■ WORK INSTRUCTIONS ■
Across all the records, filter for lines with the word "SerialFrameError" and copy them.

THE DATA Block Start

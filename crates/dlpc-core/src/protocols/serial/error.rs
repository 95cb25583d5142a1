use thiserror::Error;

/// Reasons an RS485 reply is rejected.
///
/// # Examples
/// ```
/// use dlpc_core::SerialFrameError;
///
/// let err = SerialFrameError::ChecksumMismatch { expected: 1, actual: 2 };
/// assert!(err.to_string().contains("checksum mismatch"));
/// ```
#[derive(Debug, Clone, PartialEq, Eq, Error)]
pub enum SerialFrameError {
    #[error("wrong frame length: expected {expected} bytes, got {actual}")]
    WrongLength { expected: usize, actual: usize },
    #[error("invalid frame header: {0:02X?}")]
    BadHeader([u8; 2]),
    #[error("invalid frame tail: {0:02X?}")]
    BadTail([u8; 2]),
    #[error("address mismatch: expected 0x{expected:02X}, got 0x{actual:02X}")]
    AddressMismatch { expected: u8, actual: u8 },
    #[error("function code mismatch: expected 0x{expected:02X}, got 0x{actual:02X}")]
    FunctionMismatch { expected: u8, actual: u8 },
    #[error("checksum mismatch: computed 0x{expected:02X}, frame carries 0x{actual:02X}")]
    ChecksumMismatch { expected: u8, actual: u8 },
    #[error("reply data {actual:02X?} does not echo request {expected:02X?}")]
    EchoMismatch { expected: [u8; 3], actual: [u8; 3] },
}
use super::error::FrameError;
use super::layout;
use super::reader::FrameReader;

/// Whether the host expects the controller to answer.
#[derive(Debug, Clone, Copy, PartialEq, Eq)]
pub enum Direction {
    Read,
    Write,
}

/// A command ready to be serialized.
///
/// Only constructible through [`build`], which enforces the 512-byte
/// frame limit.
#[derive(Debug, Clone, PartialEq, Eq)]
pub struct CommandFrame {
    direction: Direction,
    sequence: u8,
    command: u16,
    payload: Vec<u8>,
}

impl CommandFrame {
    pub fn direction(&self) -> Direction {
        self.direction
    }

    pub fn sequence(&self) -> u8 {
        self.sequence
    }

    pub fn command(&self) -> u16 {
        self.command
    }

    pub fn payload(&self) -> &[u8] {
        &self.payload
    }

    /// Serialized length (header + payload).
    pub fn wire_len(&self) -> usize {
        layout::HEADER_LEN + self.payload.len()
    }
}

/// Decoded controller reply.
#[derive(Debug, Clone, PartialEq, Eq)]
pub struct ReplyFrame {
    /// Bit 5 of the flag byte.
    pub error_flag: bool,
    pub flags: u8,
    pub sequence: u8,
    /// Data length declared by the reply header.
    pub length: u16,
    /// Exactly `length` bytes.
    pub data: Vec<u8>,
}

/// Build a command frame.
///
/// # Examples
/// ```
/// use dlpc_core::protocols::usb::{Direction, build};
///
/// let frame = build(Direction::Write, 1, 0x1A1B, &[1]).unwrap();
/// assert_eq!(frame.command(), 0x1A1B);
/// assert!(build(Direction::Write, 1, 0x1A1B, &[0; 507]).is_err());
/// ```
///
/// # Errors
/// `FrameError::PayloadTooLarge` when header plus payload exceed 512 bytes.
pub fn build(
    direction: Direction,
    sequence: u8,
    command: u16,
    payload: &[u8],
) -> Result<CommandFrame, FrameError> {
    if payload.len() > layout::MAX_PAYLOAD_LEN {
        return Err(FrameError::PayloadTooLarge {
            len: payload.len(),
            max: layout::MAX_PAYLOAD_LEN,
        });
    }
    Ok(CommandFrame {
        direction,
        sequence,
        command,
        payload: payload.to_vec(),
    })
}

/// Flag byte for a command: bit 7 selects read, bits 6..0 are fixed.
pub fn flag_byte(direction: Direction) -> u8 {
    match direction {
        Direction::Read => layout::FLAG_READ | layout::FLAG_FIXED,
        Direction::Write => layout::FLAG_FIXED,
    }
}

/// Serialize a frame: flag, sequence, LE length (payload + 2), LE command,
/// payload.
pub fn serialize(frame: &CommandFrame) -> Vec<u8> {
    // build() caps the payload at 506 bytes, so the length always fits.
    let length = (frame.payload.len() + 2) as u16;
    let mut bytes = Vec::with_capacity(frame.wire_len());
    bytes.push(flag_byte(frame.direction));
    bytes.push(frame.sequence);
    bytes.extend_from_slice(&length.to_le_bytes());
    bytes.extend_from_slice(&frame.command.to_le_bytes());
    bytes.extend_from_slice(&frame.payload);
    bytes
}

/// Decode a reply read from the IN endpoint.
///
/// Trailing padding past the declared length is ignored.
///
/// # Examples
/// ```
/// use dlpc_core::protocols::usb::{encode_reply, parse};
///
/// let mut raw = encode_reply(0x00, 9, &[1, 2]);
/// raw.resize(64, 0);
/// let reply = parse(&raw).unwrap();
/// assert_eq!(reply.sequence, 9);
/// assert_eq!(reply.data, vec![1, 2]);
/// ```
///
/// # Errors
/// `ShortReply` when the 4 header bytes are missing, `TruncatedPayload` when
/// fewer than `length` data bytes follow.
pub fn parse(bytes: &[u8]) -> Result<ReplyFrame, FrameError> {
    let reader = FrameReader::new(bytes);
    reader.require_len(layout::REPLY_DATA_OFFSET)?;

    let flags = reader.read_u8(layout::FLAG_OFFSET)?;
    let sequence = reader.read_u8(layout::SEQUENCE_OFFSET)?;
    let length = reader.read_u16_le(layout::LENGTH_RANGE)?;
    let data = reader.read_declared(layout::REPLY_DATA_OFFSET, length as usize)?;

    Ok(ReplyFrame {
        error_flag: flags & layout::FLAG_ERROR != 0,
        flags,
        sequence,
        length,
        data: data.to_vec(),
    })
}

/// Decode a serialized command the way the controller does.
///
/// # Errors
/// Same as [`parse`], plus `MissingCommand` when the declared length is below 2.
pub fn parse_command(bytes: &[u8]) -> Result<CommandFrame, FrameError> {
    let reader = FrameReader::new(bytes);
    reader.require_len(layout::HEADER_LEN)?;

    let flags = reader.read_u8(layout::FLAG_OFFSET)?;
    let sequence = reader.read_u8(layout::SEQUENCE_OFFSET)?;
    let length = reader.read_u16_le(layout::LENGTH_RANGE)?;
    if length < 2 {
        return Err(FrameError::MissingCommand { length });
    }
    let command = reader.read_u16_le(layout::COMMAND_RANGE)?;
    let payload = reader.read_declared(layout::PAYLOAD_OFFSET, length as usize - 2)?;
    let direction = if flags & layout::FLAG_READ != 0 {
        Direction::Read
    } else {
        Direction::Write
    };
    build(direction, sequence, command, payload)
}

/// Encode a reply as the controller sends it (unpadded).
pub fn encode_reply(flags: u8, sequence: u8, data: &[u8]) -> Vec<u8> {
    let mut bytes = Vec::with_capacity(layout::REPLY_DATA_OFFSET + data.len());
    bytes.push(flags);
    bytes.push(sequence);
    bytes.extend_from_slice(&(data.len() as u16).to_le_bytes());
    bytes.extend_from_slice(data);
    bytes
}
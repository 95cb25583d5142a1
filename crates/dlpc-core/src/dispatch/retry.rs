use std::thread;
use std::time::Duration;

use log::warn;

use crate::transport::TransportError;

/// Bounded retry for transient transport failures.
#[derive(Debug, Clone, Copy, PartialEq, Eq)]
pub struct RetryPolicy {
    /// Extra attempts after the first one.
    pub retries: u32,
    pub backoff: Duration,
}

impl RetryPolicy {
    pub const NONE: RetryPolicy = RetryPolicy {
        retries: 0,
        backoff: Duration::ZERO,
    };

    /// One retry after `backoff`.
    pub const fn once(backoff: Duration) -> Self {
        Self {
            retries: 1,
            backoff,
        }
    }
}

/// Run `op`, retrying transient failures according to `policy`.
///
/// Non-transient errors and the error of the last allowed attempt are
/// returned unchanged.
///
/// # Examples
/// ```
/// use std::time::Duration;
///
/// use dlpc_core::TransportError;
/// use dlpc_core::dispatch::{RetryPolicy, retry_transient};
///
/// let mut attempts = 0;
/// let result = retry_transient(RetryPolicy::once(Duration::ZERO), || {
///     attempts += 1;
///     if attempts == 1 {
///         Err(TransportError::Timeout { timeout_ms: 10 })
///     } else {
///         Ok(attempts)
///     }
/// });
/// assert_eq!(result.unwrap(), 2);
/// ```
pub fn retry_transient<T>(
    policy: RetryPolicy,
    mut op: impl FnMut() -> Result<T, TransportError>,
) -> Result<T, TransportError> {
    let mut attempt = 0;
    loop {
        match op() {
            Ok(value) => return Ok(value),
            Err(err) if attempt < policy.retries && err.is_transient() => {
                attempt += 1;
                warn!(
                    "transient transport failure ({err}), retry {attempt}/{} in {:?}",
                    policy.retries, policy.backoff
                );
                thread::sleep(policy.backoff);
            }
            Err(err) => return Err(err),
        }
    }
}
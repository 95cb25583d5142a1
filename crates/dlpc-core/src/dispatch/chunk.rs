use crate::protocols::usb::layout;

/// One zero-padded 64-byte bulk packet.
#[derive(Debug, Clone, PartialEq, Eq)]
pub struct WireChunk([u8; layout::PACKET_LEN]);

impl WireChunk {
    fn padded(bytes: &[u8]) -> Self {
        let mut packet = [0u8; layout::PACKET_LEN];
        packet[..bytes.len()].copy_from_slice(bytes);
        Self(packet)
    }

    pub fn as_bytes(&self) -> &[u8] {
        &self.0
    }
}

/// Split a serialized command into bulk packets.
///
/// The first packet carries the 6 header bytes and up to 58 payload bytes;
/// the rest of the payload follows in 64-byte packets without a repeated
/// header. The last packet is zero-padded.
///
/// # Examples
/// ```
/// use dlpc_core::dispatch::chunk_frame;
///
/// assert_eq!(chunk_frame(&[0u8; 64]).len(), 1);
/// assert_eq!(chunk_frame(&[0u8; 65]).len(), 2);
/// ```
pub fn chunk_frame(bytes: &[u8]) -> Vec<WireChunk> {
    if bytes.is_empty() {
        return Vec::new();
    }
    bytes.chunks(layout::PACKET_LEN).map(WireChunk::padded).collect()
}

#[cfg(test)]
mod tests {
    use super::chunk_frame;
    use crate::protocols::usb::{Direction, build, layout, serialize};

    fn chunks_for(payload_len: usize) -> Vec<Vec<u8>> {
        let payload: Vec<u8> = (1..=payload_len).map(|i| i as u8).collect();
        let frame = build(Direction::Write, 0, 0x1A2B, &payload).unwrap();
        chunk_frame(&serialize(&frame))
            .iter()
            .map(|chunk| chunk.as_bytes().to_vec())
            .collect()
    }

    #[test]
    fn fifty_eight_byte_payload_fits_one_packet() {
        let chunks = chunks_for(layout::FIRST_PACKET_PAYLOAD);
        assert_eq!(chunks.len(), 1);
        assert_eq!(chunks[0][63], 58);
    }

    #[test]
    fn fifty_nine_byte_payload_needs_two_packets() {
        let chunks = chunks_for(layout::FIRST_PACKET_PAYLOAD + 1);
        assert_eq!(chunks.len(), 2);
        assert_eq!(chunks[1].len(), 64);
        assert_eq!(chunks[1][0], 59);
        assert!(chunks[1][1..].iter().all(|b| *b == 0));
    }

    #[test]
    fn short_frame_is_zero_padded() {
        let chunks = chunks_for(1);
        assert_eq!(chunks.len(), 1);
        assert_eq!(&chunks[0][..7], &[0x40, 0x00, 0x03, 0x00, 0x2B, 0x1A, 0x01]);
        assert!(chunks[0][7..].iter().all(|b| *b == 0));
    }

    #[test]
    fn continuation_packets_carry_no_header() {
        let chunks = chunks_for(58 + 64 + 1);
        assert_eq!(chunks.len(), 3);
        assert_eq!(chunks[1][0], 59);
        assert_eq!(chunks[2][0], 123);
    }
}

THE DATA Block End

■ RESPONSE TO THE EXERCISE ■
/// use dlpc_core::SerialFrameError;
/// let err = SerialFrameError::ChecksumMismatch { expected: 1, actual: 2 };
pub enum SerialFrameError {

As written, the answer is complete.